6 Tips to help you cope during Covid-19
As we are faced yet again, with another Lockdown in the UK and people around me are faced with so many different challenges from having to work from home, home schooling, shared living space with family members 24/7, redundancy, furlough, loneliness...... and the list goes on. It is no surprise that for some of us our anxiety and stress levels have increased.We are creatures of habit, yet our whole lives have been disrupted as our patterns of behaviour have been forced to change. I feel now more than ever we need to become more resilient and learn how to manage our stress.
Resilience is your ability to face challenges in life while maintaining mental wellbeing. Resilience is something that can be learnt and with practice, you can develop a set of tools you can tap into whenever needed to alleviate the stress, anxiety and worry. Hopefully you will find the following strategies helpful in building your resilience.
Before we start sharing the strategies please note ....You may resist putting them into practice – the strategies are very simple but not easy; changing your thoughts and behaviour can be difficult as you will have to develop new habits and ways of thinking, learning to think and feel differently takes practice. Thinking is a habit, you have carved neural pathways out which are easy to access, even though those negative thoughts and feelings aren’t always helpful. It is going to take more energy to develop a new way of thinking and feeling, so please be patient and kind to yourself, especially when you are at your most vulnerable.
The following strategies have to be practiced deliberately and with intent, which can at times feel uncomfortable and I admit that they are not always easy to do. However, through my own personal challenges and for those I know who have put them into practice, these strategies have helped me and others weather the storm.
- Accepting – what is in your control and out of your control? We can spend lots of wasted energy, with negative thoughts and emotions trying to change things we have no control over. Resilient people understand that tough times are inevitable, in the words of Lucy Hone ‘’ Adversity doesn’t discriminate. If you are alive, you are going to have to deal with some tough times. Knowing this stops you feeling like you have been discriminated, when you are faced with challenging times.
- Tune into the good around you – this is called benefit finding or practicing gratitude. When you’re going through a difficult time, you might need a reminder or permission to feel grateful. On the groups I delivery, we encourage people to do their best to practice finding 3 things that they are grateful for, despite their circumstances, by writing them down or going through them verbally. Practicing gratitude is one of my go to strategies when I go to bed to help get myself off to sleep, especially if I start to worry or get myself in a negative thought cycle.

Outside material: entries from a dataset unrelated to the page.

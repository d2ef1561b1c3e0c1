/*
 * This Source Code Form is subject to the terms of the Mozilla Public
 * License, v. 2.0. If a copy of the MPL was not distributed with this
 * file, You can obtain one at https://mozilla.org/MPL/2.0/.
 */

use super::fixed::*;
use super::fixed_point::*;

///
/// An axis-aligned rectangle in fixed-point device coordinates
///
/// `p` is the minimum corner and `q` is the maximum corner. A rectangle where `p == q` is a valid
/// zero-area rectangle positioned at that point.
///
#[derive(Copy, Clone, PartialEq, Eq, Hash, Debug, Default)]
#[cfg_attr(feature = "serialize", derive(Serialize, Deserialize))]
pub struct FixedRect {
    pub p: FixedPoint,
    pub q: FixedPoint,
}

impl FixedRect {
    #[inline]
    pub const fn new(p: FixedPoint, q: FixedPoint) -> FixedRect {
        FixedRect { p, q }
    }

    ///
    /// Creates a rectangle with the two points as opposite corners
    ///
    #[inline]
    pub fn from_points(a: FixedPoint, b: FixedPoint) -> FixedRect {
        FixedRect {
            p: FixedPoint::new(a.x.min(b.x), a.y.min(b.y)),
            q: FixedPoint::new(a.x.max(b.x), a.y.max(b.y)),
        }
    }

    ///
    /// A zero-area rectangle located at a point
    ///
    #[inline]
    pub fn at_point(point: FixedPoint) -> FixedRect {
        FixedRect { p: point, q: point }
    }

    ///
    /// The rectangle covering the whole fixed-point range
    ///
    #[inline]
    pub fn everything() -> FixedRect {
        FixedRect {
            p: FixedPoint::new(Fixed::MIN, Fixed::MIN),
            q: FixedPoint::new(Fixed::MAX, Fixed::MAX),
        }
    }

    #[inline]
    pub fn width(&self) -> Fixed {
        self.q.x - self.p.x
    }

    #[inline]
    pub fn height(&self) -> Fixed {
        self.q.y - self.p.y
    }

    /// True if this rectangle covers no area
    #[inline]
    pub fn is_empty(&self) -> bool {
        self.p.x >= self.q.x || self.p.y >= self.q.y
    }

    ///
    /// Grows this rectangle so it includes a point
    ///
    #[inline]
    pub fn union_point(&self, point: FixedPoint) -> FixedRect {
        FixedRect {
            p: FixedPoint::new(self.p.x.min(point.x), self.p.y.min(point.y)),
            q: FixedPoint::new(self.q.x.max(point.x), self.q.y.max(point.y)),
        }
    }

    #[inline]
    pub fn union(&self, other: &FixedRect) -> FixedRect {
        self.union_point(other.p).union_point(other.q)
    }

    ///
    /// The overlap between two rectangles
    ///
    /// When the rectangles do not overlap, the result is collapsed to a zero-area rectangle so that `p <= q`
    /// always holds.
    ///
    pub fn intersection(&self, other: &FixedRect) -> FixedRect {
        let px = self.p.x.max(other.p.x);
        let py = self.p.y.max(other.p.y);
        let qx = self.q.x.min(other.q.x).max(px);
        let qy = self.q.y.min(other.q.y).max(py);

        FixedRect::new(FixedPoint::new(px, py), FixedPoint::new(qx, qy))
    }

    #[inline]
    pub fn contains_point(&self, point: FixedPoint) -> bool {
        point.x >= self.p.x && point.x <= self.q.x && point.y >= self.p.y && point.y <= self.q.y
    }

    /// True if the other rectangle lies entirely within this one
    #[inline]
    pub fn contains_rect(&self, other: &FixedRect) -> bool {
        other.p.x >= self.p.x && other.q.x <= self.q.x && other.p.y >= self.p.y && other.q.y <= self.q.y
    }

    /// True if the two rectangles share any area
    #[inline]
    pub fn overlaps(&self, other: &FixedRect) -> bool {
        self.p.x < other.q.x && other.p.x < self.q.x && self.p.y < other.q.y && other.p.y < self.q.y
    }

    ///
    /// The smallest whole-pixel rectangle that contains this one
    ///
    #[inline]
    pub fn to_pixel_bounds(&self) -> FixedRect {
        FixedRect {
            p: FixedPoint::new(self.p.x.floor(), self.p.y.floor()),
            q: FixedPoint::new(self.q.x.ceiling(), self.q.y.ceiling()),
        }
    }
}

- Challenge your thoughts – One of the questions I ask clients, and a strategy I practice on a regular basis is, asking myself ‘Is the way I’m thinking and acting helping me or harming me?’ is this helping me get better?, is this helping me find a solution?. This question helps me stop the negative spiral get out of control and helps me take control of my thoughts and emotions, rather than the other way round. Check out Lucy Hone’s TED TALK video on YouTube – resilience strategies, one of the most POWERFUL videos I have watched and use in my courses .
- Reflect on what you have done well – even the little things, focus on what you HAVE done and not what you haven’t. A tip to help you take action, especially when you keep talking yourself out of it; whatever the task is – say to yourself ‘I am just going to do or start this for 3 minutes and pretend I am enjoying it’. It is a strategy I use and one that a number of people have said has worked so well for them, it’s helped them exercise, clean up, tackle that paperwork etc.
- Learn to become your own best friend - Self - compassion requires being warm and understanding toward ourselves when we suffer, fail, or feel inadequate, rather than ignoring our pain or beating ourselves with self -criticism. Learn to speak kindly to yourself, sooth your pain. Kristin Neff, has researched and written a number of books on Self-Compassion, she is also worth checking out on YouTube too.
- Connect with others – you may not feel like it but reaching out to others can help, there are so many organisations doing good work to help people with their mental health during the pandemic – Mind has many resources you can tap into. Calm and Samaritans are 24 hour helplines, who have trained staff to support you if you need someone to talk to.
Remember that challenges happen to all of us in some way or another, the above strategies won’t stop the hurt and pain but they will help you through the hurt and pain. Do your best to not let your mind get hooked into the negative, and keep asking yourself is this thinking or behaviour helping or harming me.